THE PROBLEM: An exact restatement of the records below is expected.

DATASET Block Start

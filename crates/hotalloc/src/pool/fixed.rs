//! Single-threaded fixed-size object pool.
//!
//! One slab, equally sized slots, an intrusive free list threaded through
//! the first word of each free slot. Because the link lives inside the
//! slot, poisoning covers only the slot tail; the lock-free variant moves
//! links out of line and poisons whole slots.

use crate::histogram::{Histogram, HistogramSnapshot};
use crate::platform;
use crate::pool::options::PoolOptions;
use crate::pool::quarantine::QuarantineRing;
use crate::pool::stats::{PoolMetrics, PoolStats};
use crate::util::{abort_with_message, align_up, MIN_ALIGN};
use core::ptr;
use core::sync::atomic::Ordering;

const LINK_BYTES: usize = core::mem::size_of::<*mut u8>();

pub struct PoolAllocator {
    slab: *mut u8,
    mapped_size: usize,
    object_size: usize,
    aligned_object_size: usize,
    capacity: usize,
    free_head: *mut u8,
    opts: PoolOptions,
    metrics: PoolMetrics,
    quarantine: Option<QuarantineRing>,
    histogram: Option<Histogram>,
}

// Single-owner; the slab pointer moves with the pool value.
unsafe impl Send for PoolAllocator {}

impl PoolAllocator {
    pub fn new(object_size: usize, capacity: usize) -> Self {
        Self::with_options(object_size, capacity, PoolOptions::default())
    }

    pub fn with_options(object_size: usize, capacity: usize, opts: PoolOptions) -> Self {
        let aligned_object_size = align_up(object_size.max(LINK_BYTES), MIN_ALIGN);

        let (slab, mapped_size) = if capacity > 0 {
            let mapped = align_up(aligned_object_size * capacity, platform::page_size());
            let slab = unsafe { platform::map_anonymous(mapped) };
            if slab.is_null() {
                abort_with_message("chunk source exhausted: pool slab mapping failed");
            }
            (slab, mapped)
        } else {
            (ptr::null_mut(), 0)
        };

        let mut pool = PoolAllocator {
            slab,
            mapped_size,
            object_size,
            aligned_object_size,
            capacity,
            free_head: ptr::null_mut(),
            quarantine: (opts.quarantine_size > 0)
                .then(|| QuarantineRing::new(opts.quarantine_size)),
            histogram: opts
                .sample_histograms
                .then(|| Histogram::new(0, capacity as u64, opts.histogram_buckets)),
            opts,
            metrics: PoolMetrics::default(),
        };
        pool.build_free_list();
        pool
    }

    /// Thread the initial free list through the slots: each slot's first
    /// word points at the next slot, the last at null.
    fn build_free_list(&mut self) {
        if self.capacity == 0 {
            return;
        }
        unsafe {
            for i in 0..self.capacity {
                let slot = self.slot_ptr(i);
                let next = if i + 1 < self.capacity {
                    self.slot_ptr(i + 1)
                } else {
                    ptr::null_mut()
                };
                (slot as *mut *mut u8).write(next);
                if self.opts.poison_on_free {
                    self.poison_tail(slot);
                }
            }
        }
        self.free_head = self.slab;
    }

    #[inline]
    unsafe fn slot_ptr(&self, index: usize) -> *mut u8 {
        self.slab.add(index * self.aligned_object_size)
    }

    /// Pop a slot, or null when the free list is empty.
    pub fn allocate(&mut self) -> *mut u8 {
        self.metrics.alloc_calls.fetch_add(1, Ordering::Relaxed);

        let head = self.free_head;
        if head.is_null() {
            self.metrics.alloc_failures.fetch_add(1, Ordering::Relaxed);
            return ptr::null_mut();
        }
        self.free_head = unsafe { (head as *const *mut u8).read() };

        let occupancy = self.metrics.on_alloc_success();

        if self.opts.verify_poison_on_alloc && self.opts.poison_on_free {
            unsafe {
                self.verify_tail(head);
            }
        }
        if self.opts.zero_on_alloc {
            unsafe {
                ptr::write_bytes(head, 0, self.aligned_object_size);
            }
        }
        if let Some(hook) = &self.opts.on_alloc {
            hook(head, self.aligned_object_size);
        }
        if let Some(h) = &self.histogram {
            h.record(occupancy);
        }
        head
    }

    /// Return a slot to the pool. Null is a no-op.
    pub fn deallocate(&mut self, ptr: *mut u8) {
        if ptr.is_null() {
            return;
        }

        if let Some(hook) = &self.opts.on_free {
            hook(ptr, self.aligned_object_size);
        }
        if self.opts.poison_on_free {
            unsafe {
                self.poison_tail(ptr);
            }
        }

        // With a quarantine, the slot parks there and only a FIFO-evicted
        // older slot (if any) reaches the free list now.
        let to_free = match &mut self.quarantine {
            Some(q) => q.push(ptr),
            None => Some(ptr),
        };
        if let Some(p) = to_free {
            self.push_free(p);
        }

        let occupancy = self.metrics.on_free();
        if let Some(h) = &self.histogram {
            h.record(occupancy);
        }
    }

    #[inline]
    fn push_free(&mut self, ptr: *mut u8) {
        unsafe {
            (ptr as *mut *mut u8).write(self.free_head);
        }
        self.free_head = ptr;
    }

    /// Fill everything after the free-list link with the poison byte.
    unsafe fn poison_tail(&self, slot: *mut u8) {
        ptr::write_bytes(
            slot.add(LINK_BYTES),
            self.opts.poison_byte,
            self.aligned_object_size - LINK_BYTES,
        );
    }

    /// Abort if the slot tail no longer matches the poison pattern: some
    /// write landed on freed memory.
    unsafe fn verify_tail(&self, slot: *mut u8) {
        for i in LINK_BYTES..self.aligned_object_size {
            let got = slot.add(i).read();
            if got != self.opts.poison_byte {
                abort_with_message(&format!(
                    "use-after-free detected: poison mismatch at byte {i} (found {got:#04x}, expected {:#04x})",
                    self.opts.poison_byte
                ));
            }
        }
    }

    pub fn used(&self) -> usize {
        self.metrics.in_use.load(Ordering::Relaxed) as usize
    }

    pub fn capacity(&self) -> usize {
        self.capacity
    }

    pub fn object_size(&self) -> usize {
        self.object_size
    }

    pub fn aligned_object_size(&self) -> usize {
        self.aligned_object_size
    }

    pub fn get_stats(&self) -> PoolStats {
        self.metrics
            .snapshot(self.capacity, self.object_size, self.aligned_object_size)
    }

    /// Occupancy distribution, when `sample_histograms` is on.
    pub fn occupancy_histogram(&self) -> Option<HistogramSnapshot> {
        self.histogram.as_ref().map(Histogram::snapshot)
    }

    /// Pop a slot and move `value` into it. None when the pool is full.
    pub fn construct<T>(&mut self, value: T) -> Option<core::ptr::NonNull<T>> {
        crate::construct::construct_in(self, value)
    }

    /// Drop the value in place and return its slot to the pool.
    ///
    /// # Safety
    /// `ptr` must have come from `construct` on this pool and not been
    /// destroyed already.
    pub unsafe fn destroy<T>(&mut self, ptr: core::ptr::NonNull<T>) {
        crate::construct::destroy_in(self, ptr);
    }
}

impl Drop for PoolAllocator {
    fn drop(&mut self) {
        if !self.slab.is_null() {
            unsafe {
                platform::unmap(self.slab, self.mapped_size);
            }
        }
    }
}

DATASET Block End

EXPECTED OUTPUT:
filename crates/hotalloc/src/pool/fixed.rs
//! Single-threaded fixed-size object pool.
//!
//! One slab, equally sized slots, an intrusive free list threaded through
//! the first word of each free slot. Because the link lives inside the
//! slot, poisoning covers only the slot tail; the lock-free variant moves
//! links out of line and poisons whole slots.

use crate::histogram::{Histogram, HistogramSnapshot};
use crate::platform;
use crate::pool::options::PoolOptions;
use crate::pool::quarantine::QuarantineRing;
use crate::pool::stats::{PoolMetrics, PoolStats};
use crate::util::{abort_with_message, align_up, MIN_ALIGN};
use core::ptr;
use core::sync::atomic::Ordering;

const LINK_BYTES: usize = core::mem::size_of::<*mut u8>();

pub struct PoolAllocator {
    slab: *mut u8,
    mapped_size: usize,
    object_size: usize,
    aligned_object_size: usize,
    capacity: usize,
    free_head: *mut u8,
    opts: PoolOptions,
    metrics: PoolMetrics,
    quarantine: Option<QuarantineRing>,
    histogram: Option<Histogram>,
}

// Single-owner; the slab pointer moves with the pool value.
unsafe impl Send for PoolAllocator {}

impl PoolAllocator {
    pub fn new(object_size: usize, capacity: usize) -> Self {
        Self::with_options(object_size, capacity, PoolOptions::default())
    }

    pub fn with_options(object_size: usize, capacity: usize, opts: PoolOptions) -> Self {
        let aligned_object_size = align_up(object_size.max(LINK_BYTES), MIN_ALIGN);

        let (slab, mapped_size) = if capacity > 0 {
            let mapped = align_up(aligned_object_size * capacity, platform::page_size());
            let slab = unsafe { platform::map_anonymous(mapped) };
            if slab.is_null() {
                abort_with_message("chunk source exhausted: pool slab mapping failed");
            }
            (slab, mapped)
        } else {
            (ptr::null_mut(), 0)
        };

        let mut pool = PoolAllocator {
            slab,
            mapped_size,
            object_size,
            aligned_object_size,
            capacity,
            free_head: ptr::null_mut(),
            quarantine: (opts.quarantine_size > 0)
                .then(|| QuarantineRing::new(opts.quarantine_size)),
            histogram: opts
                .sample_histograms
                .then(|| Histogram::new(0, capacity as u64, opts.histogram_buckets)),
            opts,
            metrics: PoolMetrics::default(),
        };
        pool.build_free_list();
        pool
    }

    /// Thread the initial free list through the slots: each slot's first
    /// word points at the next slot, the last at null.
    fn build_free_list(&mut self) {
        if self.capacity == 0 {
            return;
        }
        unsafe {
            for i in 0..self.capacity {
                let slot = self.slot_ptr(i);
                let next = if i + 1 < self.capacity {
                    self.slot_ptr(i + 1)
                } else {
                    ptr::null_mut()
                };
                (slot as *mut *mut u8).write(next);
                if self.opts.poison_on_free {
                    self.poison_tail(slot);
                }
            }
        }
        self.free_head = self.slab;
    }

    #[inline]
    unsafe fn slot_ptr(&self, index: usize) -> *mut u8 {
        self.slab.add(index * self.aligned_object_size)
    }

    /// Pop a slot, or null when the free list is empty.
    pub fn allocate(&mut self) -> *mut u8 {
        self.metrics.alloc_calls.fetch_add(1, Ordering::Relaxed);

        let head = self.free_head;
        if head.is_null() {
            self.metrics.alloc_failures.fetch_add(1, Ordering::Relaxed);
            return ptr::null_mut();
        }
        self.free_head = unsafe { (head as *const *mut u8).read() };

        let occupancy = self.metrics.on_alloc_success();

        if self.opts.verify_poison_on_alloc && self.opts.poison_on_free {
            unsafe {
                self.verify_tail(head);
            }
        }
        if self.opts.zero_on_alloc {
            unsafe {
                ptr::write_bytes(head, 0, self.aligned_object_size);
            }
        }
        if let Some(hook) = &self.opts.on_alloc {
            hook(head, self.aligned_object_size);
        }
        if let Some(h) = &self.histogram {
            h.record(occupancy);
        }
        head
    }

    /// Return a slot to the pool. Null is a no-op.
    pub fn deallocate(&mut self, ptr: *mut u8) {
        if ptr.is_null() {
            return;
        }

        if let Some(hook) = &self.opts.on_free {
            hook(ptr, self.aligned_object_size);
        }
        if self.opts.poison_on_free {
            unsafe {
                self.poison_tail(ptr);
            }
        }

        // With a quarantine, the slot parks there and only a FIFO-evicted
        // older slot (if any) reaches the free list now.
        let to_free = match &mut self.quarantine {
            Some(q) => q.push(ptr),
            None => Some(ptr),
        };
        if let Some(p) = to_free {
            self.push_free(p);
        }

        let occupancy = self.metrics.on_free();
        if let Some(h) = &self.histogram {
            h.record(occupancy);
        }
    }

    #[inline]
    fn push_free(&mut self, ptr: *mut u8) {
        unsafe {
            (ptr as *mut *mut u8).write(self.free_head);
        }
        self.free_head = ptr;
    }

    /// Fill everything after the free-list link with the poison byte.
    unsafe fn poison_tail(&self, slot: *mut u8) {
        ptr::write_bytes(
            slot.add(LINK_BYTES),
            self.opts.poison_byte,
            self.aligned_object_size - LINK_BYTES,
        );
    }

    /// Abort if the slot tail no longer matches the poison pattern: some
    /// write landed on freed memory.
    unsafe fn verify_tail(&self, slot: *mut u8) {
        for i in LINK_BYTES..self.aligned_object_size {
            let got = slot.add(i).read();
            if got != self.opts.poison_byte {
                abort_with_message(&format!(
                    "use-after-free detected: poison mismatch at byte {i} (found {got:#04x}, expected {:#04x})",
                    self.opts.poison_byte
                ));
            }
        }
    }

    pub fn used(&self) -> usize {
        self.metrics.in_use.load(Ordering::Relaxed) as usize
    }

    pub fn capacity(&self) -> usize {
        self.capacity
    }

    pub fn object_size(&self) -> usize {
        self.object_size
    }

    pub fn aligned_object_size(&self) -> usize {
        self.aligned_object_size
    }

    pub fn get_stats(&self) -> PoolStats {
        self.metrics
            .snapshot(self.capacity, self.object_size, self.aligned_object_size)
    }

    /// Occupancy distribution, when `sample_histograms` is on.
    pub fn occupancy_histogram(&self) -> Option<HistogramSnapshot> {
        self.histogram.as_ref().map(Histogram::snapshot)
    }

    /// Pop a slot and move `value` into it. None when the pool is full.
    pub fn construct<T>(&mut self, value: T) -> Option<core::ptr::NonNull<T>> {
        crate::construct::construct_in(self, value)
    }

    /// Drop the value in place and return its slot to the pool.
    ///
    /// # Safety
    /// `ptr` must have come from `construct` on this pool and not been
    /// destroyed already.
    pub unsafe fn destroy<T>(&mut self, ptr: core::ptr::NonNull<T>) {
        crate::construct::destroy_in(self, ptr);
    }
}

impl Drop for PoolAllocator {
    fn drop(&mut self) {
        if !self.slab.is_null() {
            unsafe {
                platform::unmap(self.slab, self.mapped_size);
            }
        }
    }
}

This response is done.